**Recorded information**
###

impl Shared {
    fn advance(&self, next: NavigationState) {
        lock(&self.state).advance(next);
    }

    fn advance_if_current(&self, token: NavigationToken, next: NavigationState) -> bool {
        let mut state = lock(&self.state);
        if !self.tokens.is_current(token) || state.is_stopped() {
            return false;
        }
        state.advance(next);
        true
    }

    fn emit(&self, event: NavigationEvent) {
        // No subscribers is fine.
        let _ = self.events.send(event);
    }

    /// Queue a navigation for a location reported by history.
    fn enqueue(&self, location: Location) {
        let reply = {
            let mut pending = lock(&self.pending_reply);
            match pending.as_ref() {
                Some((owner, _)) if *owner == thread::current().id() => pending.take().map(|(_, reply)| reply),
                _ => None,
            }
        };

        tracing::debug!(path = %location.path(), action = ?location.action, key = %location.key, "Location changed");

        if self.commands.send(Command::Navigate { location, reply }).is_err() {
            tracing::warn!("Navigation dropped: coordinator is not running");
        }
    }

    /// Re-render the mounted controller into a cleared container.
    ///
    /// With a token, only the controller mounted for that token is rendered.
    pub(crate) fn refresh(&self, token: Option<NavigationToken>) -> bool {
        if self.is_in_callback() {
            tracing::warn!("Refresh requested from inside render or destroy ignored");
            return false;
        }
        let mounted = lock(&self.mounted);
        let Some(current) = mounted.as_ref() else {
            return false;
        };
        if token.is_some_and(|t| t != current.token) {
            tracing::debug!(token = ?token, mounted = %current.token, "Refresh ignored for a controller that is no longer mounted");
            return false;
        }

        let html = self.in_callback(|| current.controller.render(&current.context));
        self.container.clear();
        self.container.set_html(&html);
        tracing::debug!(token = %current.token, "View refreshed");
        true
    }

    /// Run a controller callback while the mounted lock is held.
    fn in_callback<R>(&self, callback: impl FnOnce() -> R) -> R {
        *lock(&self.callback_thread) = Some(thread::current().id());
        let result = callback();
        *lock(&self.callback_thread) = None;
        result
    }

    /// Whether the current thread is inside `render` or `destroy` under the
    /// mounted lock. Taking that lock again here would deadlock.
    pub(crate) fn is_in_callback(&self) -> bool {
        *lock(&self.callback_thread) == Some(thread::current().id())
    }

    pub(crate) fn mounted_token(&self) -> Option<NavigationToken> {
        lock(&self.mounted).as_ref().map(|m| m.token)
    }

    fn begin(self: &Arc<Self>, location: Location, reply: Option<Reply>) -> BoxFuture<'static, Prepared> {
        let token = self.tokens.issue();
        self.advance(NavigationState::Resolving(token));
        tracing::debug!(token = %token, path = %location.path(), "Navigation started");
        self.clone().prepare(token, location, reply).boxed()
    }

    async fn prepare(self: Arc<Self>, token: NavigationToken, location: Location, reply: Option<Reply>) -> Prepared {
        let started = Instant::now();
        let result = self.resolve_and_init(token, &location).await;
        Prepared {
            token,
            location,
            started,
            reply,
            result,
        }
    }

    async fn resolve_and_init(&self, token: NavigationToken, location: &Location) -> Result<Option<Ready>, AppError> {
        let route_match = self.table.match_path(&location.pathname)?;

        let controller_type = match self.resolver.resolve(route_match.route.controller())? {
            Resolution::Ready(controller_type) => controller_type,
            Resolution::Pending(pending) => {
                tracing::debug!(token = %token, controller = %pending.controller(), "Waiting for loader");
                let controller_type = pending.settle().await?;
                if !self.tokens.is_current(token) {
                    tracing::debug!(token = %token, "Loader settled for a superseded navigation");
                    return Ok(None);
                }
                controller_type
            }
        };

        if !self.advance_if_current(token, NavigationState::Mounting(token)) {
            return Ok(None);
        }

        let route = route_match.route.pattern().source().to_string();
        let context = ControllerContext::new(
            token,
            location.clone(),
            route_match,
            self.container.clone(),
            self.history.clone(),
            self.commands.clone(),
        );
        let mut controller = controller_type.instantiate(&context);

        tracing::debug!(token = %token, controller = %controller_type.name(), "Initializing controller");
        controller
            .init(&context)
            .await
            .map_err(|e| AppError::InitFailure {
                path: location.path(),
                message: e.to_string(),
            })?;

        if !self.tokens.is_current(token) {
            tracing::debug!(token = %token, controller = %controller_type.name(), "Init finished for a superseded navigation");
            return Ok(None);
        }

        Ok(Some(Ready {
            controller,
            context,
            route,
        }))
    }

    fn finish(&self, prepared: Prepared) {
        let Prepared {
            token,
            location,
            started,
            reply,
            result,
        } = prepared;

        let outcome = match result {
            Ok(Some(ready)) => Ok(self.mount(token, location, ready, started)),
            Ok(None) => Ok(self.superseded(token, location, started)),
            Err(err) if self.tokens.is_current(token) && !self.stop.is_triggered() => {
                Err(self.fail(token, location, err, started))
            }
            Err(err) => {
                tracing::debug!(token = %token, error = %err, "Failure of a superseded navigation ignored");
                Ok(self.superseded(token, location, started))
            }
        };

        if let Some(reply) = reply {
            let _ = reply.send(outcome);
        }
    }

    fn superseded(&self, token: NavigationToken, location: Location, started: Instant) -> NavigationOutcome {
        tracing::debug!(token = %token, path = %location.path(), "Navigation superseded");
        metrics::record_navigation("superseded", started);
        NavigationOutcome::Superseded(location)
    }

    fn mount(&self, token: NavigationToken, location: Location, ready: Ready, started: Instant) -> NavigationOutcome {
        let Ready {
            controller,
            context,
            route,
        } = ready;

        {
            let mut mounted = lock(&self.mounted);
            if !self.tokens.is_current(token) || self.stop.is_triggered() {
                drop(mounted);
                return self.superseded(token, location, started);
            }

            if let Some(mut previous) = mounted.take() {
                self.in_callback(|| previous.controller.destroy(&previous.context));
                metrics::record_destroyed();
                tracing::debug!(token = %previous.token, "Previous controller destroyed");
            }

            let html = self.in_callback(|| controller.render(&context));
            self.container.clear();
            self.container.set_html(&html);

            *mounted = Some(MountedController {
                token,
                controller,
                context,
            });
            self.advance(NavigationState::Mounted(token));
        }

        tracing::info!(
            token = %token,
            path = %location.path(),
            route = %route,
            elapsed_ms = started.elapsed().as_millis() as u64,
            "Controller mounted"
        );
        metrics::record_navigation("mounted", started);

        self.emit(NavigationEvent::Mounted {
            token,
            location: location.clone(),
            route,
        });
        NavigationOutcome::Mounted(location)
    }

    fn fail(&self, token: NavigationToken, location: Location, err: AppError, started: Instant) -> AppError {
        let (event, outcome) = match &err {
            AppError::NoRouteMatch(_) => (
                NavigationEvent::NotFound {
                    token,
                    location: location.clone(),
                },
                "not_found",
            ),
            AppError::LoaderFailure { controller, message } => (
                NavigationEvent::LoaderFailed {
                    token,
                    location: location.clone(),
                    controller: controller.clone(),
                    message: message.clone(),
                },
                "loader_failed",
            ),
            AppError::LoaderMissing { controller } => (
                NavigationEvent::LoaderFailed {
                    token,
                    location: location.clone(),
                    controller: controller.clone(),
                    message: err.to_string(),
                },
                "loader_failed",
            ),
            other => (
                NavigationEvent::InitFailed {
                    token,
                    location: location.clone(),
                    message: match other {
                        AppError::InitFailure { message, .. } => message.clone(),
                        _ => other.to_string(),
                    },
                },
                "init_failed",
            ),
        };

        let restored = match self.mounted_token() {
            Some(previous) => NavigationState::Mounted(previous),
            None => NavigationState::Idle,
        };
        self.advance(restored);

        tracing::warn!(token = %token, path = %location.path(), error = %err, "Navigation failed");
        metrics::record_navigation(outcome, started);
        self.emit(event);
        err
    }
}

###

**Problem requirements**
Search the data above for the string "send" and report each line that holds it.

**Answer for the task**
        let _ = self.events.send(event);
        if self.commands.send(Command::Navigate { location, reply }).is_err() {
            let _ = reply.send(outcome);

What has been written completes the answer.